One hundred twenty adult-child pairs were in the study. The adults answered questions about how they measured liquid medicines, as well as information about their children. They also were asked to measure 5 milliliters (1 teaspoon) of liquid using 4 measuring devices:
An oral syringe
A cylindrical spoon (one with a hollow handle that has marks for measuring)
A small measuring cup with clear, raised markings
A small measuring cup with printed black markings
About 84% of adults were mothers, 8% were fathers and 8% were other legal guardians. African-Americans made up 59% of the adults. Another 36% were white and 4% were other races or ethnicities.
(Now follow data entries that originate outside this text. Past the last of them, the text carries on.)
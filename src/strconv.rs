// Runtime number <-> string conversions.
//
// Only what the VM needs at runtime: string->number coercion for arithmetic
// (decimal and hex integers, decimal floats, hex floats) and the canonical
// string forms used by concatenation and error messages.

/// Parse a Lua integer literal: optional sign, decimal or 0x hex digits.
/// Surrounding ASCII whitespace is ignored.
pub fn parse_integer(s: &str) -> Option<i64> {
    let s = s.trim_matches(|c: char| c.is_ascii_whitespace());
    if s.is_empty() {
        return None;
    }
    let (neg, digits) = match s.as_bytes()[0] {
        b'-' => (true, &s[1..]),
        b'+' => (false, &s[1..]),
        _ => (false, s),
    };
    if digits.is_empty() {
        return None;
    }
    if let Some(hex) = strip_hex_prefix(digits) {
        if hex.is_empty() || !hex.bytes().all(|b| b.is_ascii_hexdigit()) {
            return None;
        }
        // Hex integers wrap around like Lua's lexer: accumulate modulo 2^64.
        let mut acc: u64 = 0;
        for b in hex.bytes() {
            acc = acc.wrapping_mul(16).wrapping_add(hex_digit(b) as u64);
        }
        let i = acc as i64;
        return Some(if neg { i.wrapping_neg() } else { i });
    }
    if !digits.bytes().all(|b| b.is_ascii_digit()) {
        return None;
    }
    let i = digits.parse::<u64>().ok()?;
    if neg {
        if i > i64::MIN.unsigned_abs() {
            return None;
        }
        Some((i as i64).wrapping_neg())
    } else {
        i64::try_from(i).ok()
    }
}

/// Parse a Lua number literal as a float: decimal float syntax or a hex
/// float (`0x1p4`, `0x.8`, `0xA.8p-2`).
pub fn parse_number(s: &str) -> Option<f64> {
    let s = s.trim_matches(|c: char| c.is_ascii_whitespace());
    if s.is_empty() {
        return None;
    }
    let (neg, body) = match s.as_bytes()[0] {
        b'-' => (true, &s[1..]),
        b'+' => (false, &s[1..]),
        _ => (false, s),
    };
    let f = if let Some(hex) = strip_hex_prefix(body) {
        parse_hex_float(hex)?
    } else {
        // Reject forms Rust accepts but Lua does not.
        if body.is_empty()
            || !body
                .bytes()
                .all(|b| b.is_ascii_digit() || matches!(b, b'.' | b'e' | b'E' | b'+' | b'-'))
        {
            return None;
        }
        body.parse::<f64>().ok()?
    };
    Some(if neg { -f } else { f })
}

fn strip_hex_prefix(s: &str) -> Option<&str> {
    if s.len() > 1 && s.as_bytes()[0] == b'0' && matches!(s.as_bytes()[1], b'x' | b'X') {
        Some(&s[2..])
    } else {
        None
    }
}

fn hex_digit(b: u8) -> u32 {
    match b {
        b'0'..=b'9' => (b - b'0') as u32,
        b'a'..=b'f' => (b - b'a' + 10) as u32,
        _ => (b - b'A' + 10) as u32,
    }
}

fn parse_hex_float(s: &str) -> Option<f64> {
    if s.is_empty() {
        return None;
    }
    let (mantissa, exponent) = match s.find(|c| matches!(c, 'p' | 'P')) {
        Some(i) => (&s[..i], Some(&s[i + 1..])),
        None => (s, None),
    };
    let (int_part, frac_part) = match mantissa.find('.') {
        Some(i) => (&mantissa[..i], &mantissa[i + 1..]),
        None => (mantissa, ""),
    };
    if int_part.is_empty() && frac_part.is_empty() {
        return None;
    }
    let mut f = 0.0f64;
    for b in int_part.bytes() {
        if !b.is_ascii_hexdigit() {
            return None;
        }
        f = f * 16.0 + hex_digit(b) as f64;
    }
    let mut scale = 1.0 / 16.0;
    for b in frac_part.bytes() {
        if !b.is_ascii_hexdigit() {
            return None;
        }
        f += hex_digit(b) as f64 * scale;
        scale /= 16.0;
    }
    if let Some(e) = exponent {
        let e = e.parse::<i32>().ok()?;
        f *= 2.0f64.powi(e);
    }
    Some(f)
}

/// Canonical decimal form of an integer.
pub fn format_integer(i: i64) -> String {
    let mut buf = itoa::Buffer::new();
    buf.format(i).to_string()
}

/// Canonical form of a float: shortest round-trip decimal with at least one
/// fractional digit, and `inf`/`-inf`/`nan` spellings.
pub fn format_float(f: f64) -> String {
    if f.is_nan() {
        return "nan".to_string();
    }
    if f.is_infinite() {
        return if f < 0.0 { "-inf" } else { "inf" }.to_string();
    }
    let s = format!("{}", f);
    if s.bytes().any(|b| matches!(b, b'.' | b'e' | b'E')) {
        s
    } else {
        format!("{}.0", s)
    }
}
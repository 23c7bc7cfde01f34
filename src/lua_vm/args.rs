// Positional argument parser for native functions.
//
// Wraps the argument slice a native receives and raises formatted
// "bad argument" errors on type mismatches, with the string/number
// coercions native code expects.

use crate::gc::{ChannelId, TableId, ThreadId};
use crate::lua_value::LuaValue;
use crate::lua_vm::execute::arith;
use crate::lua_vm::{LuaError, LuaResult, LuaVM};

pub struct ArgParser<'a> {
    fname: &'a str,
    args: &'a [LuaValue],
}

impl<'a> ArgParser<'a> {
    pub fn new(fname: &'a str, args: &'a [LuaValue]) -> Self {
        Self { fname, args }
    }

    #[inline(always)]
    pub fn len(&self) -> usize {
        self.args.len()
    }

    #[inline(always)]
    pub fn is_empty(&self) -> bool {
        self.args.is_empty()
    }

    /// Argument at 0-based position `n`, absent treated as nil.
    pub fn get(&self, n: usize) -> LuaValue {
        self.args.get(n).copied().unwrap_or(LuaValue::Nil)
    }

    /// "bad argument #N to 'f' (msg)".
    pub fn arg_error(&self, vm: &mut LuaVM, n: usize, msg: &str) -> LuaError {
        vm.error_str(format!(
            "bad argument #{} to '{}' ({})",
            n + 1,
            self.fname,
            msg
        ))
    }

    fn type_error(&self, vm: &mut LuaVM, n: usize, want: &str) -> LuaError {
        let got = if n < self.args.len() {
            self.get(n).type_name()
        } else {
            "no value"
        };
        self.arg_error(vm, n, &format!("{} expected, got {}", want, got))
    }

    pub fn check_value(&self, vm: &mut LuaVM, n: usize) -> LuaResult<LuaValue> {
        if n < self.args.len() {
            Ok(self.args[n])
        } else {
            Err(self.type_error(vm, n, "value"))
        }
    }

    pub fn check_integer(&self, vm: &mut LuaVM, n: usize) -> LuaResult<i64> {
        let v = self.get(n);
        match arith::to_integer(vm, &v) {
            Some(i) => Ok(i),
            None if v.is_number() => {
                Err(self.arg_error(vm, n, "number has no integer representation"))
            }
            None => Err(self.type_error(vm, n, "number")),
        }
    }

    pub fn opt_integer(&self, vm: &mut LuaVM, n: usize, default: i64) -> LuaResult<i64> {
        if self.get(n).is_nil() {
            Ok(default)
        } else {
            self.check_integer(vm, n)
        }
    }

    pub fn check_number(&self, vm: &mut LuaVM, n: usize) -> LuaResult<f64> {
        let v = self.get(n);
        arith::to_number(vm, &v).ok_or_else(|| self.type_error(vm, n, "number"))
    }

    pub fn opt_number(&self, vm: &mut LuaVM, n: usize, default: f64) -> LuaResult<f64> {
        if self.get(n).is_nil() {
            Ok(default)
        } else {
            self.check_number(vm, n)
        }
    }

    /// String coercion accepts numbers, like the stack-based API.
    pub fn check_string(&self, vm: &mut LuaVM, n: usize) -> LuaResult<String> {
        let v = self.get(n);
        match v {
            LuaValue::String(id) => Ok(vm.pool.string(id).display().into_owned()),
            LuaValue::Integer(_) | LuaValue::Float(_) => Ok(vm.display_value(&v)),
            _ => Err(self.type_error(vm, n, "string")),
        }
    }

    pub fn opt_string(&self, vm: &mut LuaVM, n: usize, default: &str) -> LuaResult<String> {
        if self.get(n).is_nil() {
            Ok(default.to_string())
        } else {
            self.check_string(vm, n)
        }
    }

    pub fn check_bool(&self, _vm: &mut LuaVM, n: usize) -> bool {
        self.get(n).is_truthy()
    }

    pub fn check_table(&self, vm: &mut LuaVM, n: usize) -> LuaResult<TableId> {
        self.get(n)
            .as_table_id()
            .ok_or_else(|| self.type_error(vm, n, "table"))
    }

    pub fn check_function(&self, vm: &mut LuaVM, n: usize) -> LuaResult<LuaValue> {
        let v = self.get(n);
        if v.is_function() {
            Ok(v)
        } else {
            Err(self.type_error(vm, n, "function"))
        }
    }

    pub fn check_thread(&self, vm: &mut LuaVM, n: usize) -> LuaResult<ThreadId> {
        self.get(n)
            .as_thread_id()
            .ok_or_else(|| self.type_error(vm, n, "thread"))
    }

    pub fn check_channel(&self, vm: &mut LuaVM, n: usize) -> LuaResult<ChannelId> {
        self.get(n)
            .as_channel_id()
            .ok_or_else(|| self.type_error(vm, n, "channel"))
    }

    pub fn check_userdata(&self, vm: &mut LuaVM, n: usize) -> LuaResult<LuaValue> {
        let v = self.get(n);
        match v {
            LuaValue::Userdata(_) | LuaValue::LightUserdata(_) => Ok(v),
            _ => Err(self.type_error(vm, n, "userdata")),
        }
    }
}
About 45% had at least some college education.
There were no differences in measurement errors linked with:
Type of caregiver (mother, father or other legal guardian)
Race or ethnicity
Type of insurance
Most parents reported using a small measuring cup to measure doses. These cups generally come with liquid medicines and can be stored on top of the bottle. The study found that doses measured in these cups were likely to be too high. More than 50% of the measured doses in the cups with clear markings were considered overdoses. So were nearly 40% of the doses in the cups with black markings.
The oral syringe and the cylindrical spoon provided better results: More than 95% of measurements were accurate. The Joint Commission is an independent group that certifies health care programs in the United States. It recommends the oral syringe for measuring children's oral medicines. However, only 19% of adults in the study said they used an oral syringe at home. Those who did not use it said that oral syringes were used only to measure doses for infants, not older children.
Nearly 7% of people in the study said they used a household spoon to measure oral medicine. Household spoons differ in size. Therefore, they are not considered an acceptable measuring device.
Other studies have found that dosing errors for children's pain-relief medicines can happen more than 50% of the time. This is the first study to focus on pain-relief medicines given after dental procedures.
The authors recommend that dentists talk with a parent or caregiver about:
Which pain medicines should be used
What the dose should be
How to measure the dose using an oral syringe or a cylindrical spoon
The study appears in the February issue of the Journal of the American Dental Association.